"""
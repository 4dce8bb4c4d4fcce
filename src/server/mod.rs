//! Novelly SPA Host
//!
//! Serves the built browser UI and forwards its REST calls to the backend,
//! so the UI can use the relative `/api` base.
//!
//! # Endpoints
//!
//! - `ANY /api`, `ANY /api/*` - Forwarded to `backend_url`
//! - `GET /health/live` - Liveness probe
//! - `GET /health/ready` - Readiness probe
//! - `GET /health` - Full health status
//! - anything else - Static file, or `index.html` for extension-less paths

pub mod error;
pub mod health;
pub mod proxy;
pub mod spa;
pub mod state;

pub use error::{ServerError, ServerResult};
pub use state::ServerState;

use axum::{
    extract::DefaultBodyLimit,
    http::HeaderValue,
    routing::{any, get},
    Router,
};
use std::sync::Arc;
use tower_http::{
    cors::{AllowOrigin, Any, CorsLayer},
    trace::TraceLayer,
};

use crate::config::ServerConfig;

/// Cover uploads go through the proxy
const MAX_PROXY_BODY: usize = 50 * 1024 * 1024;

fn cors_layer(config: &ServerConfig) -> CorsLayer {
    let origins: Vec<HeaderValue> = config
        .cors_origins
        .iter()
        .filter_map(|origin| match HeaderValue::from_str(origin) {
            Ok(value) => Some(value),
            Err(_) => {
                tracing::warn!("Ignoring invalid CORS origin {:?}", origin);
                None
            }
        })
        .collect();

    if origins.is_empty() {
        return CorsLayer::permissive();
    }

    CorsLayer::new()
        .allow_origin(AllowOrigin::list(origins))
        .allow_methods(Any)
        .allow_headers(Any)
}

/// Build the router with all routes and middleware
pub fn build_router(state: ServerState) -> Router {
    let cors = cors_layer(&state.config);

    let api_routes = Router::new()
        .route("/api", any(proxy::forward))
        .route("/api/*path", any(proxy::forward))
        .layer(DefaultBodyLimit::max(MAX_PROXY_BODY));

    let health_routes = Router::new()
        .route("/live", get(health::liveness))
        .route("/ready", get(health::readiness))
        .route("/", get(health::full_health));

    let shared_state = Arc::new(state);

    Router::new()
        .merge(api_routes)
        .nest("/health", health_routes)
        .fallback(spa::serve_ui)
        .layer(TraceLayer::new_for_http())
        .layer(cors)
        .with_state(shared_state)
}

/// Start the SPA host
pub async fn serve(state: ServerState) -> ServerResult<()> {
    let addr = state.config.addr();
    let static_dir = state.config.static_dir.clone();
    let backend = state.config.backend_url.clone();
    let router = build_router(state);

    let listener = tokio::net::TcpListener::bind(&addr).await?;

    tracing::info!("Novelly listening on {}", addr);
    tracing::info!("Serving UI from {} and proxying /api to {}", static_dir, backend);

    axum::serve(listener, router)
        .with_graceful_shutdown(shutdown_signal())
        .await
        .map_err(|e| ServerError::Internal(format!("Server error: {}", e)))?;

    tracing::info!("Novelly shut down gracefully");
    Ok(())
}

/// Wait for shutdown signal
pub async fn shutdown_signal() {
    let ctrl_c = async {
        if let Err(e) = tokio::signal::ctrl_c().await {
            tracing::error!("Failed to install Ctrl+C handler: {}", e);
            std::future::pending::<()>().await;
        }
    };

    #[cfg(unix)]
    let terminate = async {
        match tokio::signal::unix::signal(tokio::signal::unix::SignalKind::terminate()) {
            Ok(mut signal) => {
                signal.recv().await;
            }
            Err(e) => {
                tracing::error!("Failed to install signal handler: {}", e);
                std::future::pending::<()>().await;
            }
        }
    };

    #[cfg(not(unix))]
    let terminate = std::future::pending::<()>();

    tokio::select! {
        _ = ctrl_c => {},
        _ = terminate => {},
    }

    tracing::info!("Shutdown signal received, starting graceful shutdown");
}

#[cfg(test)]
mod tests {
    use super::*;
    use axum::{
        body::{to_bytes, Body},
        http::{HeaderMap, Request, StatusCode, Uri},
        Json,
    };
    use serde_json::{json, Value};
    use tempfile::TempDir;
    use tower::util::ServiceExt;

    fn test_client() -> reqwest::Client {
        reqwest::Client::builder().no_proxy().build().unwrap()
    }

    fn create_test_app(backend_url: &str) -> (Router, TempDir) {
        let dir = tempfile::tempdir().unwrap();
        std::fs::write(dir.path().join("index.html"), "<html>novelly</html>").unwrap();
        std::fs::write(dir.path().join("app.css"), "body{}").unwrap();

        let config = ServerConfig {
            static_dir: dir.path().to_string_lossy().to_string(),
            backend_url: backend_url.to_string(),
            ..ServerConfig::default()
        };
        let router = build_router(ServerState::with_client(config, test_client()));
        (router, dir)
    }

    async fn echo(uri: Uri, headers: HeaderMap) -> Json<Value> {
        Json(json!({
            "uri": uri.to_string(),
            "authorization": headers
                .get("authorization")
                .and_then(|v| v.to_str().ok()),
        }))
    }

    async fn conflict() -> (StatusCode, Json<Value>) {
        (
            StatusCode::CONFLICT,
            Json(json!({"message": "Novel already in library"})),
        )
    }

    /// Backend stand-in on an ephemeral port
    async fn spawn_backend() -> String {
        let backend = Router::new()
            .route("/api/novels", get(echo))
            .route("/api/users/1/library/2", axum::routing::post(conflict));
        let listener = tokio::net::TcpListener::bind("127.0.0.1:0").await.unwrap();
        let addr = listener.local_addr().unwrap();
        tokio::spawn(async move {
            axum::serve(listener, backend).await.unwrap();
        });
        format!("http://{}", addr)
    }

    async fn body_text(response: axum::response::Response) -> String {
        let bytes = to_bytes(response.into_body(), usize::MAX).await.unwrap();
        String::from_utf8(bytes.to_vec()).unwrap()
    }

    #[tokio::test]
    async fn test_health_live() {
        let (app, _dir) = create_test_app("http://127.0.0.1:1");

        let response = app
            .oneshot(Request::builder().uri("/health/live").body(Body::empty()).unwrap())
            .await
            .unwrap();

        assert_eq!(response.status(), StatusCode::OK);
    }

    #[tokio::test]
    async fn test_health_reports_unreachable_backend() {
        let (app, _dir) = create_test_app("http://127.0.0.1:1");

        let response = app
            .oneshot(Request::builder().uri("/health").body(Body::empty()).unwrap())
            .await
            .unwrap();

        assert_eq!(response.status(), StatusCode::OK);
        let health: Value = serde_json::from_str(&body_text(response).await).unwrap();
        assert_eq!(health["status"], "degraded");
        assert_eq!(health["ui"], "ok");
        assert_eq!(health["backend"], "unreachable");
    }

    #[tokio::test]
    async fn test_ready_requires_index() {
        let (app, dir) = create_test_app("http://127.0.0.1:1");
        std::fs::remove_file(dir.path().join("index.html")).unwrap();

        let response = app
            .oneshot(Request::builder().uri("/health/ready").body(Body::empty()).unwrap())
            .await
            .unwrap();

        assert_eq!(response.status(), StatusCode::SERVICE_UNAVAILABLE);
    }

    #[tokio::test]
    async fn test_spa_paths_serve_index() {
        let (app, _dir) = create_test_app("http://127.0.0.1:1");

        for uri in ["/", "/library", "/novel/42"] {
            let response = app
                .clone()
                .oneshot(Request::builder().uri(uri).body(Body::empty()).unwrap())
                .await
                .unwrap();
            assert_eq!(response.status(), StatusCode::OK, "{}", uri);
            assert_eq!(body_text(response).await, "<html>novelly</html>");
        }
    }

    #[tokio::test]
    async fn test_assets_served_or_missing() {
        let (app, _dir) = create_test_app("http://127.0.0.1:1");

        let css = app
            .clone()
            .oneshot(Request::builder().uri("/app.css").body(Body::empty()).unwrap())
            .await
            .unwrap();
        assert_eq!(css.status(), StatusCode::OK);
        assert_eq!(body_text(css).await, "body{}");

        let missing = app
            .oneshot(Request::builder().uri("/missing.js").body(Body::empty()).unwrap())
            .await
            .unwrap();
        assert_eq!(missing.status(), StatusCode::NOT_FOUND);
    }

    #[tokio::test]
    async fn test_proxy_forwards_query_and_auth() {
        let backend = spawn_backend().await;
        let (app, _dir) = create_test_app(&backend);

        let response = app
            .oneshot(
                Request::builder()
                    .uri("/api/novels?q=dune")
                    .header("Authorization", "Bearer jwt")
                    .body(Body::empty())
                    .unwrap(),
            )
            .await
            .unwrap();

        assert_eq!(response.status(), StatusCode::OK);
        let echoed: Value = serde_json::from_str(&body_text(response).await).unwrap();
        assert_eq!(echoed["uri"], "/api/novels?q=dune");
        assert_eq!(echoed["authorization"], "Bearer jwt");
    }

    #[tokio::test]
    async fn test_proxy_passes_backend_errors_through() {
        let backend = spawn_backend().await;
        let (app, _dir) = create_test_app(&backend);

        let response = app
            .oneshot(
                Request::builder()
                    .method("POST")
                    .uri("/api/users/1/library/2")
                    .body(Body::empty())
                    .unwrap(),
            )
            .await
            .unwrap();

        assert_eq!(response.status(), StatusCode::CONFLICT);
        assert!(body_text(response).await.contains("already in library"));
    }

    #[tokio::test]
    async fn test_proxy_unreachable_backend_is_bad_gateway() {
        let (app, _dir) = create_test_app("http://127.0.0.1:1");

        let response = app
            .oneshot(Request::builder().uri("/api/novels").body(Body::empty()).unwrap())
            .await
            .unwrap();

        assert_eq!(response.status(), StatusCode::BAD_GATEWAY);
        let body: Value = serde_json::from_str(&body_text(response).await).unwrap();
        assert_eq!(body["error"]["code"], "BAD_GATEWAY");
        assert!(body["request_id"].as_str().is_some());
    }
}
"""
_Instructions for the task:_ Go line by line through the data and copy any that contain "HeaderValue".

_Reply:_
    http::HeaderValue,
    let origins: Vec<HeaderValue> = config
        .filter_map(|origin| match HeaderValue::from_str(origin) {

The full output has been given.